The average American family has yet to recover fully from the 2008 financial crisis, the Federal Reserve found, leaving half the nation with a diminished cushion to handle surprise expenses.

The bottom half has less wealth today, after adjusting for inflation, than it did in 1989, according to Fed data through March of this year.

Data from the Fed and the credit-score company Equifax show that minorities, households earning less than $60,000 and Americans born after 1970 are the least likely to have recovered the wealth they lost in the 2008 financial crisis.
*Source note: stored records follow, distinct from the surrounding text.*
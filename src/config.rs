//! # Run Configuration
//!
//! This module defines the data structures that represent one resolved
//! scaffolding run. The configuration is produced by an outer collaborator
//! (an interactive prompt, a CLI, a saved preset); by the time it reaches
//! this crate every choice has already been made. The engine treats the
//! value as immutable for the whole run.
//!
//! ## Key Components
//!
//! - **`ProjectConfig`**: the full set of stack choices — project name,
//!   frontend variants, backend, database, ORM, auth provider, addon set,
//!   deployment target, package manager, and the TypeScript flag.
//!
//! - **`PackageManager`**: the supported package manager ids. The selected
//!   id is exposed to template rendering as the `package_manager` variable.
//!
//! Single-choice categories use `Option<String>`: `None` is the explicit
//! "none" selection, not an unset field. Addons are a set because they are
//! not mutually exclusive (a project can select a monorepo layout, a test
//! framework, linting, and containerization at the same time).

use serde::{Deserialize, Serialize};
use std::collections::BTreeSet;

use crate::error::{Error, Result};

/// Well-known addon id: route frontend/backend/database/auth output into a
/// monorepo topology (`apps/*`, `packages/*`).
pub const ADDON_MONOREPO: &str = "turborepo";

/// Well-known addon id: containerization tooling.
pub const ADDON_DOCKER: &str = "docker";

/// Well-known addon id: linting tooling.
pub const ADDON_LINT: &str = "biome";

/// Addon ids that select a test-framework tooling subtree.
pub const TEST_FRAMEWORK_ADDONS: &[&str] = &["vitest", "playwright"];

/// Supported package managers.
#[derive(Debug, Clone, Copy, PartialEq, Eq, Serialize, Deserialize, Default)]
#[serde(rename_all = "lowercase")]
pub enum PackageManager {
    #[default]
    Npm,
    Pnpm,
    Yarn,
    Bun,
}

impl PackageManager {
    /// The id used in template contexts and tooling subtree names.
    pub fn as_str(&self) -> &'static str {
        match self {
            PackageManager::Npm => "npm",
            PackageManager::Pnpm => "pnpm",
            PackageManager::Yarn => "yarn",
            PackageManager::Bun => "bun",
        }
    }
}

/// A fully resolved scaffolding run configuration.
///
/// One value of this type drives one composition run. All fields are plain
/// ids matching template subtree names on disk; the engine never interprets
/// them beyond path construction and render-context derivation.
#[derive(Debug, Clone, Serialize, Deserialize, Default)]
pub struct ProjectConfig {
    /// Name of the project being scaffolded. Used as the output directory
    /// name by callers and exposed to templates as `project_name`.
    pub project_name: String,
    /// Selected frontend variant ids (zero or more, e.g. `react`, `svelte`).
    #[serde(default)]
    pub frontends: Vec<String>,
    /// Selected backend id, or `None` for no backend.
    #[serde(default)]
    pub backend: Option<String>,
    /// Selected database engine id, or `None` for no database.
    #[serde(default)]
    pub database: Option<String>,
    /// Selected ORM id, or `None`. Database integration subtrees are keyed
    /// by ORM, not by database engine.
    #[serde(default)]
    pub orm: Option<String>,
    /// Selected auth provider id, or `None`.
    #[serde(default)]
    pub auth: Option<String>,
    /// Non-exclusive addon ids (monorepo flag, containerization, linting,
    /// test frameworks).
    #[serde(default)]
    pub addons: BTreeSet<String>,
    /// Selected deployment target id, or `None`.
    #[serde(default)]
    pub deployment: Option<String>,
    /// Package manager the generated project will use.
    #[serde(default)]
    pub package_manager: PackageManager,
    /// Whether the generated project uses TypeScript.
    #[serde(default)]
    pub typescript: bool,
}

impl ProjectConfig {
    /// Create a configuration with the given project name and defaults for
    /// everything else.
    pub fn new(project_name: impl Into<String>) -> Self {
        Self {
            project_name: project_name.into(),
            ..Self::default()
        }
    }

    /// Whether the monorepo addon is selected for this run.
    ///
    /// This single flag changes the destination root for frontend, backend,
    /// database, and auth output.
    pub fn is_monorepo(&self) -> bool {
        self.addons.contains(ADDON_MONOREPO)
    }

    /// Validate the configuration before any filesystem mutation.
    ///
    /// The caller is responsible for resolving the choices; the engine only
    /// refuses values that cannot name a directory.
    pub fn validate(&self) -> Result<()> {
        if self.project_name.trim().is_empty() {
            return Err(Error::InvalidConfig {
                message: "project name is empty".to_string(),
            });
        }
        if self.project_name.contains('/') || self.project_name.contains('\\') {
            return Err(Error::InvalidConfig {
                message: format!(
                    "project name '{}' contains a path separator",
                    self.project_name
                ),
            });
        }
        Ok(())
    }
}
While wage growth has accelerated in recent months, especially for the lowest-paid workers, families who have struggled for years have a ways to go to return to solid footing. Half of US jobs pay less than $18.58 an hour and more than a third pay less than $15, which makes it difficult to save or invest for a better future.

“Just because folks on Wall Street think things are fine doesn’t mean most Americans feel like things are fine,” stated Ray Boshara, director of the Center for Household Financial Stability at the Federal Reserve Bank of St. Louis, noting, “When every day is a rainy day for millions of families, things are not fine.”

To get by, Americans have borrowed heavily in recent years. Total US household debt is now $13.7 trillion, surpassing the 2008 peak in dollar terms, according to the Federal Reserve Bank of New York. The surge in debt this time around is for cars and college, not mortgages.